Ridiculous though it seems, the cartoon highlights a common problem. How do we know the information we're getting is helping us to make the right business decisions? Step back a little, and you ask yourself, "what information is going to help me to make the right business decisions?" The answer, for around 45% of people running businesses, is to trust your gut instinct. The stories are certainly seductive. Fred Smith has an insight into the transport business and, despite widespread skepticism, goes on to create Federal Express. Michael Eisner hears a pitch for an offbeat game show and, knowing in his heart it’s going to be a blockbuster, immediately commits millions to developing Who Wants to Be a Millionaire? George Soros senses in his bones a big shift in currency markets and, acting on that hunch, makes a billion-dollar killing.

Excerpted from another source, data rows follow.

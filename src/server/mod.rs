//! Server configuration, runtime, and HTTP transport.

pub mod config;
pub mod http;
pub mod runtime;
use std::path::PathBuf;

use config::ConfigError as ConfigLoaderError;
use rmcp::model::ErrorData;
use serde_json::json;
use thiserror::Error;

/// Errors that can occur while loading or validating configuration files.
#[derive(Debug, Error)]
pub enum ConfigError {
    /// Failed to build (read) the configuration file.
    #[error("Failed to read configuration file {path}: {source}")]
    FileRead {
        path: PathBuf,
        #[source]
        source: ConfigLoaderError,
    },
    /// Failed to deserialize TOML into a struct.
    #[error("Failed to parse configuration file {path}: {source}")]
    Parse {
        path: PathBuf,
        #[source]
        source: ConfigLoaderError,
    },
    /// Required field is missing.
    #[error("Configuration file {path} is missing `{field}`")]
    MissingField { path: PathBuf, field: &'static str },
    /// Field failed validation.
    #[error("Configuration file {path} has invalid `{field}`: {message}")]
    InvalidField {
        path: PathBuf,
        field: &'static str,
        message: String,
    },
}

impl ConfigError {
    /// Helper to wrap `config::ConfigError` as a read failure.
    pub fn from_read_error(path: PathBuf, source: ConfigLoaderError) -> Self {
        Self::FileRead { path, source }
    }

    /// Helper to wrap `config::ConfigError` as a parse failure.
    pub fn from_parse_error(path: PathBuf, source: ConfigLoaderError) -> Self {
        Self::Parse { path, source }
    }
}

/// Failures raised by the widget catalog.
///
/// `EmptyId` and `DuplicateId` can only occur at construction and are fatal to
/// startup. The lookup variants are reported per request.
#[derive(Debug, Error, PartialEq, Eq)]
pub enum CatalogError {
    #[error("widget id must not be empty")]
    EmptyId,
    #[error("duplicate widget id `{id}` in catalog")]
    DuplicateId { id: String },
    #[error("no widget registered with id `{id}`")]
    NotFound { id: String },
    #[error("no widget registered for template URI `{uri}`")]
    TemplateNotFound { uri: String },
}

/// Input validation errors for widget tool invocations.
#[derive(Debug, Error, PartialEq, Eq)]
pub enum WidgetInputError {
    #[error("tool call carried no arguments object")]
    MissingArguments,
    #[error("required field `{field}` is missing")]
    MissingField { field: &'static str },
    #[error("field `{field}` must be a {expected}")]
    InvalidKind {
        field: &'static str,
        expected: &'static str,
    },
    #[error("topping must not be empty")]
    EmptyTopping,
    #[error("topping is too long ({length} characters)")]
    ToppingTooLong { length: usize },
}

/// Map a widget input error to protocol-level `ErrorData`.
pub fn input_error_to_error_data(error: &WidgetInputError) -> ErrorData {
    ErrorData::invalid_params(
        error.to_string(),
        Some(json!({ "code": "WIDGET_INPUT_INVALID" })),
    )
}

/// Map an unknown-tool lookup to protocol-level `ErrorData`.
pub fn unknown_tool_to_error_data(tool_name: &str) -> ErrorData {
    ErrorData::invalid_params(
        format!("unknown tool `{tool_name}`"),
        Some(json!({ "code": "WIDGET_TOOL_UNKNOWN", "tool": tool_name })),
    )
}

/// Map an unknown-resource lookup to protocol-level `ErrorData`.
pub fn unknown_resource_to_error_data(uri: &str) -> ErrorData {
    ErrorData::resource_not_found(
        format!("no widget template registered for `{uri}`"),
        Some(json!({ "uri": uri })),
    )
}
pub mod request_id;

pub use request_id::{make_span_with_request_id, request_id_middleware, RequestId, REQUEST_ID_HEADER};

But gut instinct has several flaws, as one Harvard article reveals. The need to see and recognise patterns - even when they may not exist; me-too thinking which tends to dominate, so we're unconsciously doing what we see others doing. Just "going for it" can often lead to losing everything.
So what's the alternative? Informed decision making backed with appropriate insights into how the business is operating and might operate in the future. In other words, backed by management reporting.
Although the purpose of both financial and management reports is to produce numbers alongside relevant commentary, the type of content included and the processes involved is drastically different. Financial reporting requires a structured approach, fixed by the requirements of Financial Reporting Standards, HMRC and Companies House. These standards specify the type of information to be included in the financial statements as well as how they should be measured and presented.
Management reporting aims to answer the question of what operational factors are driving the business’s performance. Unlike financial reporting, there are no prescribed rules and methods when it comes to management reporting. The goal is to identify useful measures, or key performance indicators, that will give management an accurate picture of how the business is doing. The measures that are appropriate will vary depending on the type of organisation and industry but they should help to explain the company’s financial performance.
We use bookkeeping and accounting packages such as Quickbooks Online, Xero and Sage to manage and maintain financial accounts. Each comes with a wide range of financial reports which are important in understanding who owes the business money, how the profits are moving over time, what the business is worth, and more.
But for management reports we need a more flexible, creative approach. And that means Microsoft Excel. With online links directly to Quickbooks Online, Sage or Xero, we can bring financial information into Excel directly and without laborious typing. Using macros and built-in Excel functions, we can manipulate financial data, combine it with non-financial key performance indicators, and present the whole in an easy-to-understand report which is tailored to the needs of each business. Each month we update and present tailored management reports to our clients, with meetings to discuss the implications if needed. And if something changes, or we want to introduce new data, we can combine this quickly and easily using Excel.